B.L'Uber du dating, Tinder
Lancé en 2012, Tinder est le leader mondial du
marché des rencontres en ligne sur smartphone et comptabilise des
statistiques monumentales. 3 ans après son lancement, l'application
recensait d'ores et déjà 40 millions d'utilisateurs et 9
milliards de matchs. En reprenant la fonction de géolocalisation de
l'application Grinder et en créant un système interactif, Tinder
est devenu un des mastodontes du marché des rencontres en ligne.

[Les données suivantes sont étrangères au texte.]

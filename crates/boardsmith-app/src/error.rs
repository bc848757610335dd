//! Errors of the session driver.

use boardsmith_core::{SceneError, SettingsError};
use thiserror::Error;

#[derive(Debug, Error)]
pub enum AppError {
    #[error("Settings error: {0}")]
    Settings(#[from] SettingsError),
    #[error("Scene error: {0}")]
    Scene(#[from] SceneError),
    #[error("IO error: {0}")]
    Io(#[from] std::io::Error),
    #[error("Invalid script: {0}")]
    Script(#[from] serde_json::Error),
    #[error("Unknown shortcut: {0}")]
    UnknownShortcut(String),
}

pub type AppResult<T> = Result<T, AppError>;
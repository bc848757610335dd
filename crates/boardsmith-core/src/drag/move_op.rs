use super::{DragOperation, DragStart};
use crate::canvas::Layer;
use crate::editor::Editor;
use crate::element::ElementId;
use crate::event::Event;
use crate::input::PointerInput;
use crate::selection::SelectionModel;
use kurbo::{Point, Vec2};
use std::collections::{HashMap, HashSet};
use std::f64::consts::FRAC_PI_4;

/// Extra elements dragged along with the selection when a gesture starts on an element.
pub type SelectionExtension = Box<dyn Fn(&Editor, ElementId) -> Vec<ElementId>>;

/// Distance of the point the drag set is sorted against, along the direction of travel.
const LOOKAHEAD: f64 = 10_000.0;

/// Moves the selection, previewing it on the glass layer, and negotiates the drop of
/// every moved element with the container found beneath it.
#[derive(Default)]
pub struct DragMoveOperation {
    extension: Option<SelectionExtension>,
    moving: Vec<ElementId>,
    /// Copies made by an Alt-drag, removed again if the gesture comes to nothing.
    copies: Vec<ElementId>,
    last_point: Point,
    /// Canvas position of every moving element.
    positions: HashMap<ElementId, Point>,
    /// Move order for the last direction octant.
    order: Option<(u8, Vec<ElementId>)>,
    /// Set when the gesture started in readonly mode: the drag does nothing.
    frozen: bool,
}

impl DragMoveOperation {
    pub fn new() -> Self {
        Self::default()
    }

    pub fn extending<F>(mut self, extension: F) -> Self
    where
        F: Fn(&Editor, ElementId) -> Vec<ElementId> + 'static,
    {
        self.extension = Some(Box::new(extension));
        self
    }

    /// Elements a gesture on `element` moves.
    ///
    /// The selection plus the extension, restricted to attached moveable elements, with
    /// every element whose ancestor is also in the set left out. An element without a
    /// selectable representative moves alone.
    pub fn drag_set(&self, editor: &Editor, element: ElementId) -> Vec<ElementId> {
        let scene = &editor.scene;
        let mut set = if scene.selectable_of(element).is_some() {
            editor.selection.selected().to_vec()
        } else {
            vec![element]
        };
        if let Some(extension) = &self.extension {
            for id in extension(editor, element) {
                if !set.contains(&id) {
                    set.push(id);
                }
            }
        }
        set.retain(|&id| scene.get(id).is_some_and(|e| e.moveable && e.parent().is_some()));
        let members: HashSet<ElementId> = set.iter().copied().collect();
        set.retain(|&id| !scene.ancestors(id).iter().any(|a| members.contains(a)));
        set
    }

    pub fn moving(&self) -> &[ElementId] {
        &self.moving
    }

    /// Replace the drag set by attached copies and select them.
    fn duplicate_moving(&mut self, editor: &mut Editor) {
        let copies = editor.scene.duplicate(&self.moving);
        for (&original, &copy) in self.moving.iter().zip(&copies) {
            let Some(parent) = editor.scene.parent(original) else {
                continue;
            };
            if let Err(err) = editor.scene.add(parent, copy) {
                log::warn!("cannot place copy of {}: {}", original, err);
            }
        }
        editor.selection.unselect_all(&mut editor.scene);
        for &copy in &copies {
            editor.selection.select(&mut editor.scene, copy);
        }
        log::debug!("alt-drag: dragging {} copies", copies.len());
        self.moving = copies.clone();
        self.copies = copies;
    }

    /// Drag set ordered so that elements furthest ahead in the direction of travel move
    /// first. Cached per direction octant.
    fn ordered(&mut self, delta: Vec2) -> Vec<ElementId> {
        let octant = (delta.y.atan2(delta.x) / FRAC_PI_4).round().rem_euclid(8.0) as u8;
        if let Some((cached, order)) = &self.order {
            if *cached == octant {
                return order.clone();
            }
        }
        let angle = f64::from(octant) * FRAC_PI_4;
        let ahead = Point::new(angle.cos() * LOOKAHEAD, angle.sin() * LOOKAHEAD);
        let distance = |id: &ElementId| self.positions.get(id).map_or(f64::MAX, |p| p.distance(ahead));
        let mut order = self.moving.clone();
        order.sort_by(|a, b| distance(a).total_cmp(&distance(b)));
        self.order = Some((octant, order.clone()));
        order
    }

    /// Container beneath a moving element that would receive it.
    fn find_target(editor: &Editor, element: ElementId) -> Option<ElementId> {
        let scene = &editor.scene;
        let canvas = &editor.canvas;
        let exclude: HashSet<ElementId> = [element].into_iter().collect();
        let hit = canvas
            .get_element_from_point(scene, scene.global_position(element), &exclude)
            .or_else(|| canvas.get_element_from_point(scene, scene.gbox(element).center(), &exclude));
        let container = match hit {
            Some(hit) => scene.nearest_container(hit)?,
            None => canvas.base_root(),
        };
        let target = match scene.drop_target_of(container) {
            Some(substitute) => {
                if canvas.layer_of(scene, substitute) != Some(Layer::Base) {
                    log::warn!("drop target {} of {} is not on the base layer", substitute, container);
                    return None;
                }
                substitute
            }
            None => container,
        };
        if canvas.layer_of(scene, target) != Some(Layer::Base) {
            log::debug!("drop of {} over {:?} layer refused", element, canvas.layer_of(scene, target));
            return None;
        }
        if target == element || scene.is_ancestor(element, target) {
            return None;
        }
        Some(target)
    }

    /// Drag set in the order of the last move.
    fn current_order(&self) -> Vec<ElementId> {
        match &self.order {
            Some((_, order)) => order.clone(),
            None => self.moving.clone(),
        }
    }

    /// Roll every moving element back to its drag-start state.
    fn revert_all(&mut self, editor: &mut Editor) {
        for id in std::mem::take(&mut self.moving) {
            editor.canvas.take_element_off_glass(&mut editor.scene, id);
            if let Some(session) = editor.scene.end_drag_session(id) {
                editor.scene.revert(id, &session.origin);
                editor.scene.recover(id, &session.origin);
            }
        }
        self.discard_copies(editor);
    }

    fn discard_copies(&mut self, editor: &mut Editor) {
        for copy in std::mem::take(&mut self.copies) {
            editor.selection.unselect(&mut editor.scene, copy);
            if let Err(err) = editor.scene.detach(copy) {
                log::warn!("cannot discard copy {}: {}", copy, err);
            }
        }
    }

    fn finish(&mut self, editor: &mut Editor) {
        editor.canvas.clear_glass(&mut editor.scene);
        editor.canvas.show_glass();
        self.moving.clear();
        self.copies.clear();
        self.positions.clear();
        self.order = None;
        self.frozen = false;
    }
}

impl DragOperation for DragMoveOperation {
    fn accept(&mut self, editor: &Editor, element: ElementId, _point: Point, _input: &PointerInput) -> bool {
        editor.scene.get(element).is_some_and(|e| e.moveable)
    }

    fn do_drag_start(&mut self, editor: &mut Editor, element: ElementId, start: &DragStart) {
        if editor.settings.readonly {
            log::debug!("readonly: move of {} ignored", element);
            self.frozen = true;
            return;
        }
        editor.scene.memento_mut().open();
        editor
            .selection
            .adjust_selection(&mut editor.scene, element, start.input.modifiers, false);
        editor.canvas.prepare_glass_for_drag_start(&mut editor.scene);

        self.moving = self.drag_set(editor, element);
        if start.input.modifiers.alt {
            self.duplicate_moving(editor);
        }
        self.last_point = start.point;
        self.order = None;

        let scene = &mut editor.scene;
        for &id in &self.moving {
            scene.register(id);
            if let Some(parent) = scene.parent(id) {
                scene.register(parent);
            }
            scene.begin_drag_session(id);
            editor.canvas.put_element_on_glass(scene, id);
            self.positions.insert(id, scene.global_position(id));
            scene.fire(id, Event::DragStart(start.point));
        }
        log::debug!("drag start: moving {} elements", self.moving.len());
    }

    fn do_drag_move(&mut self, editor: &mut Editor, _element: ElementId, point: Point, _input: &PointerInput) {
        if self.frozen {
            return;
        }
        editor.canvas.prepare_glass_for_drag_move();
        let delta = point - self.last_point;
        if delta == Vec2::ZERO {
            return;
        }
        self.last_point = point;
        for id in self.ordered(delta) {
            editor.canvas.move_element_on_glass(&mut editor.scene, id, delta);
            if let Some(position) = self.positions.get_mut(&id) {
                *position += delta;
            }
            editor.scene.fire(id, Event::DragMove(point));
        }
    }

    fn do_drop(&mut self, editor: &mut Editor, _element: ElementId, point: Point, _input: &PointerInput) {
        if self.frozen {
            self.finish(editor);
            return;
        }
        editor.canvas.hide_glass();

        // Decide every outcome while the elements are still on the glass.
        let order = self.current_order();
        let mut outcomes = Vec::with_capacity(order.len());
        for id in order {
            let target = Self::find_target(editor, id).filter(|&target| {
                let scene = &mut editor.scene;
                let local = scene.global_matrix(target).inverse() * scene.global_matrix(id);
                if let Some(e) = scene.get_mut(id) {
                    e.matrix = local;
                }
                scene.accepts_drop(target, id) && scene.accepts_dropped(id, target) && !scene.is_drop_cancelled(id)
            });
            outcomes.push((id, target));
        }

        // Outcomes are final from here on.
        let mut accepted = 0;
        for (id, target) in outcomes {
            let session = editor.scene.end_drag_session(id);
            editor.canvas.take_element_off_glass(&mut editor.scene, id);
            match target {
                Some(target) => {
                    accepted += 1;
                    if let Err(err) = editor.scene.add(target, id) {
                        log::warn!("cannot attach {} to {}: {}", id, target, err);
                    }
                    editor.scene.fire(id, Event::DragDrop(point));
                    editor.scene.receive_drop(target, id);
                    editor.scene.dropped(id, target);
                }
                None if self.copies.contains(&id) => {
                    self.copies.retain(|&copy| copy != id);
                    editor.selection.unselect(&mut editor.scene, id);
                    if let Err(err) = editor.scene.detach(id) {
                        log::warn!("cannot discard copy {}: {}", id, err);
                    }
                    log::debug!("refused copy {} discarded", id);
                }
                None => {
                    let Some(session) = session else {
                        continue;
                    };
                    editor.scene.revert(id, &session.origin);
                    editor.scene.recover(id, &session.origin);
                    if let Some(parent) = session.origin_parent {
                        if let Err(err) = editor.scene.add(parent, id) {
                            log::warn!("cannot restore {} to {}: {}", id, parent, err);
                        }
                        editor.scene.fire(parent, Event::RevertDrop(id));
                        editor.scene.fire(id, Event::RevertDropped(parent));
                    }
                }
            }
        }
        log::debug!("drop: {} of {} elements accepted", accepted, self.positions.len());

        if accepted == 0 {
            self.discard_copies(editor);
            editor.scene.memento_mut().cancel();
        }
        self.finish(editor);
    }

    fn do_click(&mut self, editor: &mut Editor, element: ElementId, _point: Point, input: &PointerInput) {
        editor
            .selection
            .adjust_selection(&mut editor.scene, element, input.modifiers, true);
    }

    fn do_abort(&mut self, editor: &mut Editor, _element: ElementId) {
        if self.frozen {
            self.finish(editor);
            return;
        }
        self.revert_all(editor);
        editor.scene.memento_mut().cancel();
        self.finish(editor);
    }
}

Disponible dans 197 pays, Tinder accueille en 2016 10 millions d'utilisateurs
connectés quotidiennement et attire sans cesse de nouveaux usagers par
sa popularité. Si l'on tient compte de la tendance décrite par
Lefebvre (2018), 48 % des individus ont téléchargé Tinder
en raison de sa popularité ou par l'influence de leur cercle social
l'ayant d'ores et déjà employé. Simple d'utilisation,
l'individu « swipe » à droite s'il veut «
liker » un profil et « à gauche» s'il souhaite
laisser sa chance à d'autres (voir annexeB). Connu des nouvelles
générations, ce geste du pouce appelé « swipe
» est considéré « comme un moyen de faire du
shopping pour les partenaires» (Baxter, dans David et Cambre, 2016,
p.3).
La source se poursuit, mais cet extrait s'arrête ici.